We all choose our own paths, but that doesn't mean that all paths lead to "salvation" understood holistically. "Anti-Capitalism" in France has taken it in the rear with the decision to elect Sarkosy and the many divisions among Socialists in France. The serious problems that helped almost get the Contrat première embauche into law have not gone away. The protests won a battle, not the war.

Ukrainians have already demonstrated that they are capablle of protesting peacefully with the Orange Revolution. Their context of serious poverty does not determine how they act. The problem is with the extent of the problem and some serious failures of leadership that have tragically harmed many others. The problem does not lie with nonviolent protest.

I am not kidding of Gorby. It is not his fault that the wages of Soviet oppression paved the way for Chernobyl. And, yes, he may have been corrupted by power somewhat, but that doesn't change the fact that he helped make other changes possible and was apparently motivated to do so by his faith.

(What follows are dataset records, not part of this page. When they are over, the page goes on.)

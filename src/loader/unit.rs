//! Unit contract — what the loader consumes from pluggable feature units.
//!
//! A [`Unit`] declares the dependencies it needs as typed [`Dependency`]
//! descriptors. At load time the orchestrator resolves each one to a
//! [`Capability`] (a sibling unit's [`Provider`] output, or a RUNNING
//! service's instance), checks its type, and hands the lot to
//! [`Unit::setup`] as a [`Dependencies`] bag.

use std::any::{Any, TypeId};
use std::collections::HashMap;
use std::fmt;
use std::sync::Arc;

use crate::core::error::BoxError;
use crate::lifecycle::HookFuture;
use crate::loader::host::Host;

/// A type-erased instance one unit or service produces for others.
pub type Capability = Arc<dyn Any + Send + Sync>;

// ── Dependency ────────────────────────────────────────────────────────────────

/// Named dependency with the concrete type the consumer expects.
#[derive(Clone)]
pub struct Dependency {
    name: String,
    expected: Option<(TypeId, &'static str)>,
}

impl Dependency {
    /// Require `name` and check at resolution time that it is a `T`.
    pub fn of<T: Any + Send + Sync>(name: impl Into<String>) -> Self {
        Self {
            name: name.into(),
            expected: Some((TypeId::of::<T>(), std::any::type_name::<T>())),
        }
    }

    /// Require `name` without a type check; the unit downcasts itself.
    pub fn named(name: impl Into<String>) -> Self {
        Self { name: name.into(), expected: None }
    }

    pub fn name(&self) -> &str {
        &self.name
    }

    /// Fully-qualified name of the expected type, or `"any"`.
    pub fn type_name(&self) -> &'static str {
        self.expected.map_or("any", |(_, name)| name)
    }

    pub(crate) fn accepts(&self, capability: &Capability) -> bool {
        match self.expected {
            Some((id, _)) => Any::type_id(capability.as_ref()) == id,
            None => true,
        }
    }
}

impl fmt::Debug for Dependency {
    fn fmt(&self, f: &mut fmt::Formatter<'_>) -> fmt::Result {
        write!(f, "{}: {}", self.name, self.type_name())
    }
}

// ── Dependencies ──────────────────────────────────────────────────────────────

/// Resolved dependency instances, keyed by dependency name.
#[derive(Clone, Default)]
pub struct Dependencies {
    entries: HashMap<String, Capability>,
}

impl Dependencies {
    pub fn new() -> Self {
        Self::default()
    }

    /// Typed lookup; `None` if absent or of a different type.
    pub fn get<T: Any + Send + Sync>(&self, name: &str) -> Option<Arc<T>> {
        self.entries
            .get(name)
            .and_then(|cap| Arc::clone(cap).downcast::<T>().ok())
    }

    /// Like [`get`](Self::get) but returns an error suitable for `?` in setup.
    pub fn require<T: Any + Send + Sync>(&self, name: &str) -> Result<Arc<T>, BoxError> {
        self.get::<T>(name).ok_or_else(|| {
            format!("dependency '{name}' is not a {}", std::any::type_name::<T>()).into()
        })
    }

    pub fn contains(&self, name: &str) -> bool {
        self.entries.contains_key(name)
    }

    pub fn len(&self) -> usize {
        self.entries.len()
    }

    pub fn is_empty(&self) -> bool {
        self.entries.is_empty()
    }

    pub fn insert(&mut self, name: impl Into<String>, capability: Capability) {
        self.entries.insert(name.into(), capability);
    }
}

impl fmt::Debug for Dependencies {
    fn fmt(&self, f: &mut fmt::Formatter<'_>) -> fmt::Result {
        let mut names: Vec<_> = self.entries.keys().collect();
        names.sort();
        f.debug_set().entries(names).finish()
    }
}

// ── Provider ──────────────────────────────────────────────────────────────────

/// Capabilities a unit advertises to its siblings.
///
/// `provides` is read before any setup runs, to build the dependency graph.
/// `get` is only called after the providing unit has reached RUNNING.
pub trait Provider: Send + Sync {
    fn provides(&self) -> Vec<String>;

    fn get(&self, capability: &str) -> Option<Capability>;
}

// ── Unit ──────────────────────────────────────────────────────────────────────

/// A feature module loaded once at boot.
///
/// The loader wraps every unit in its own lifecycle record: `setup` runs as
/// the initialize step, `start` as the start step and `teardown` on stop.
pub trait Unit: Send + Sync + 'static {
    /// Unique name; also the node name in the dependency graph.
    fn name(&self) -> &str;

    fn dependencies(&self) -> Vec<Dependency> {
        Vec::new()
    }

    /// Wire the unit up with its resolved dependencies.
    fn setup<'a>(&'a self, host: &'a Host, deps: Dependencies) -> HookFuture<'a, ()>;

    fn start(&self) -> HookFuture<'_, ()> {
        Box::pin(async { Ok(()) })
    }

    fn teardown(&self) -> HookFuture<'_, ()> {
        Box::pin(async { Ok(()) })
    }

    fn provider(&self) -> Option<&dyn Provider> {
        None
    }
}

I hope you do build up habits of protesting more frequently in Ukraine, not unlike France w.out the violence.

State violence has it's place in establishing and protecting order, but it's not ever going to bring lasting changes in our fucked-up world and political outsiders like you and I, in our respective countries, are not going to facillitate changes by trying to outdo the experts in violence.

But hopefully, we can help motivate our country-people to take courageous stands against injustices more often.

dlw

DLW said...

I don't know what to say man, at this point, but Go with God.

dlw

Taras said...

It’s OK, David. We’re all human. We can’t always write when the moment feels right. (I’m saying this as a person who often experiences writer’s block.)

I lived in the USSR long enough to learn not to take Soviet officials’ statements at face value.

But, of course, it depends on how we define Christianity. If Chernovetsky is a Christian, then I see no problem with Gorbachev’s Christianity. In fact, in many respects, I liked the latter more than I do the former.

But if you want my opinion, I wouldn’t call Gorbachev a closet Christian. It’s because of his failure to act decisively following the Chernobyl disaster. He’s the guy who tried to keep it in the closet.

The Soviet policy of sweeping things under the carpet and evacuating people slowly cost too many lives. If you come to Kyiv again, please visit the Chernobyl Museum.

The video link to Marginalia relates to Gorbachev’s attempts to suppress the independence movement in the Baltics in January 1991. (A similar crackdown had taken place in the Republic of Georgia in April 1989.)

Gorbachev did many things. Many of them were good. But not all of them. So, while Gorbachev’s overall role may be positive, I’d rather refrain from portraying him as a closet Christian.

Now let’s get back to the issue of violence.

In democratic Western societies, the propensity to engage in political protests tends to correlate with economic conditions.

If, by some force, the American middle class found itself living by the Ukrainian social contract, I believe that violent protests would erupt. I also believe that participation in these protests would not be limited to self-identified atheists.

Still, I agree that violence is not the way.

I think the protests in France succeeded because of the protesters’ high intensity and involvement. That’s what I meant by "high-octane." The passion for burning things can either burn out or get someone burned. It’s the fire inside that we should keep alive to fire things up.

France and Ukraine face a different set of problems, but the idea behind protests remains the same: Don’t shut up about it; stand up for you rights.

If you stop caring, if you stop protesting, if you stop voting, you only make it worse for yourself and for future generations.